**Data items**:
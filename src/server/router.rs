//! HTTP routing and OpenAPI documentation configuration.
//!
//! This module defines the application's HTTP routes and generates OpenAPI
//! documentation using utoipa. All API endpoints are registered here with
//! their OpenAPI specifications, and Swagger UI is configured to provide
//! interactive API documentation at `/docs`.

use axum::{response::Redirect, routing::get, Router};
use utoipa::OpenApi;
use utoipa_axum::{router::OpenApiRouter, routes};
use utoipa_swagger_ui::SwaggerUi;

use crate::server::{controller, model::app::AppState};

/// Builds the application's HTTP router with all API endpoints and Swagger UI
/// documentation.
///
/// # Registered Endpoints
/// - `GET /user` - List all users
/// - `GET /user/{user_id}/favorites` - List a user's favorites
/// - `POST /favorite/user/{user_id}/planet/{planet_id}` - Favorite a planet
/// - `DELETE /favorite/user/{user_id}/planet/{planet_id}` - Unfavorite a planet
/// - `POST /favorite/user/{user_id}/people/{people_id}` - Favorite a person
/// - `DELETE /favorite/user/{user_id}/people/{people_id}` - Unfavorite a person
/// - `GET /planet`, `GET /planet/{planet_id}`, `POST /planet` - Planet catalog
/// - `GET /people`, `GET /people/{people_id}`, `POST /people` - People catalog
///
/// The OpenAPI specification is available at `/docs/openapi.json`, with
/// interactive documentation served at `/docs`. The root path redirects there,
/// so every endpoint can be discovered from `/`.
///
/// # Returns
/// An Axum `Router<AppState>` configured with all routes, ready to be merged
/// into the main application router.
pub fn routes() -> Router<AppState> {
    #[derive(OpenApi)]
    #[openapi(info(title = "Holonet", description = "Galactic archive API"), tags(
        (name = controller::user::USER_TAG, description = "User API routes"),
        (name = controller::planet::PLANET_TAG, description = "Planet catalog API routes"),
        (name = controller::people::PEOPLE_TAG, description = "People catalog API routes"),
        (name = controller::favorite::FAVORITE_TAG, description = "Favorite API routes"),
    ))]
    struct ApiDoc;

    let (routes, api) = OpenApiRouter::with_openapi(ApiDoc::openapi())
        .routes(routes!(controller::user::get_users))
        .routes(routes!(controller::user::get_user_favorites))
        .routes(routes!(
            controller::favorite::add_favorite_planet,
            controller::favorite::remove_favorite_planet
        ))
        .routes(routes!(
            controller::favorite::add_favorite_people,
            controller::favorite::remove_favorite_people
        ))
        .routes(routes!(
            controller::planet::get_planets,
            controller::planet::create_planet
        ))
        .routes(routes!(controller::planet::get_planet))
        .routes(routes!(
            controller::people::get_people,
            controller::people::create_person
        ))
        .routes(routes!(controller::people::get_person))
        .split_for_parts();

    let routes = routes
        .merge(SwaggerUi::new("/docs").url("/docs/openapi.json", api))
        .route("/", get(|| async { Redirect::temporary("/docs") }));

    routes
}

**What to work on**: The required output is the line holding "#[derive(OpenApi)]" plus every line after it in the data, reproduced exactly.

**Output for this task**:
    #[derive(OpenApi)]
    #[openapi(info(title = "Holonet", description = "Galactic archive API"), tags(
        (name = controller::user::USER_TAG, description = "User API routes"),
        (name = controller::planet::PLANET_TAG, description = "Planet catalog API routes"),
        (name = controller::people::PEOPLE_TAG, description = "People catalog API routes"),
        (name = controller::favorite::FAVORITE_TAG, description = "Favorite API routes"),
    ))]
    struct ApiDoc;

    let (routes, api) = OpenApiRouter::with_openapi(ApiDoc::openapi())
        .routes(routes!(controller::user::get_users))
        .routes(routes!(controller::user::get_user_favorites))
        .routes(routes!(
            controller::favorite::add_favorite_planet,
            controller::favorite::remove_favorite_planet
        ))
        .routes(routes!(
            controller::favorite::add_favorite_people,
            controller::favorite::remove_favorite_people
        ))
        .routes(routes!(
            controller::planet::get_planets,
            controller::planet::create_planet
        ))
        .routes(routes!(controller::planet::get_planet))
        .routes(routes!(
            controller::people::get_people,
            controller::people::create_person
        ))
        .routes(routes!(controller::people::get_person))
        .split_for_parts();

    let routes = routes
        .merge(SwaggerUi::new("/docs").url("/docs/openapi.json", api))
        .route("/", get(|| async { Redirect::temporary("/docs") }));

    routes
}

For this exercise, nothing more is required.